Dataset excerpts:
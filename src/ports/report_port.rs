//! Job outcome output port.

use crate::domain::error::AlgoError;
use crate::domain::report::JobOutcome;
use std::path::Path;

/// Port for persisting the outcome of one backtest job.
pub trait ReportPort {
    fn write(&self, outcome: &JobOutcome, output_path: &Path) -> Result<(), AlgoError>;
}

==

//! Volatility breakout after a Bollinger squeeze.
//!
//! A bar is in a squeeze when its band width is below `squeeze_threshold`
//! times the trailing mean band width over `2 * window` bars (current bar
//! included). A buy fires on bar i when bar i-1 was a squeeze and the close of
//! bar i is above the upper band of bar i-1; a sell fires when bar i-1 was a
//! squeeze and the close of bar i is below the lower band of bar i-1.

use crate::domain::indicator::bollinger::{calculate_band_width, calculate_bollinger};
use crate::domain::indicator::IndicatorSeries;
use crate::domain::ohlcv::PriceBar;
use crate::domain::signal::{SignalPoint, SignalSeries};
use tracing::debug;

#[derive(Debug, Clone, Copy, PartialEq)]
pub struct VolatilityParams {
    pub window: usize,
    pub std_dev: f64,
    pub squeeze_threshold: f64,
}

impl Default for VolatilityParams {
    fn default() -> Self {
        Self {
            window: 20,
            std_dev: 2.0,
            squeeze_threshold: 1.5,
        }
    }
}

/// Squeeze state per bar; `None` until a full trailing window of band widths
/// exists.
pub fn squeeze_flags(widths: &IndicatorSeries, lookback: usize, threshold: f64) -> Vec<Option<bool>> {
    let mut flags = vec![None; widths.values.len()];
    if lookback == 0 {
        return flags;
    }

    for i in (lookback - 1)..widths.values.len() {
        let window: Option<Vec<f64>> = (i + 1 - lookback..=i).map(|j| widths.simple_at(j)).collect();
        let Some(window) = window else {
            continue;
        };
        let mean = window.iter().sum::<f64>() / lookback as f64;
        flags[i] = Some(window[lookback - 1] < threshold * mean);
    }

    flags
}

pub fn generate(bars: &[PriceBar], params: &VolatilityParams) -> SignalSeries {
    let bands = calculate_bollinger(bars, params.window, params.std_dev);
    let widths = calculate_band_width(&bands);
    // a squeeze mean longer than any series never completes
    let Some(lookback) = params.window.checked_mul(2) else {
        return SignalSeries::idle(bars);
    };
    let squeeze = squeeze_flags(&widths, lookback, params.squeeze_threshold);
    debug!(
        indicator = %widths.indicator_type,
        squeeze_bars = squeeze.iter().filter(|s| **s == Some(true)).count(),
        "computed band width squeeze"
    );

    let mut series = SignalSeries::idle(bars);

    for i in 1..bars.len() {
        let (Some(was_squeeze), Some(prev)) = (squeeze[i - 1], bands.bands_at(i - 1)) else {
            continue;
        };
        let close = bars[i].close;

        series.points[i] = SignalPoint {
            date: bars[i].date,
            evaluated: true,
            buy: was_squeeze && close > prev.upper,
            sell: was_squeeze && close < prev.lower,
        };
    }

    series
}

### Exercise
Copy all lines of the preceding data that hold the word "trailing".

### Finished exercise
//! times the trailing mean band width over `2 * window` bars (current bar
/// Squeeze state per bar; `None` until a full trailing window of band widths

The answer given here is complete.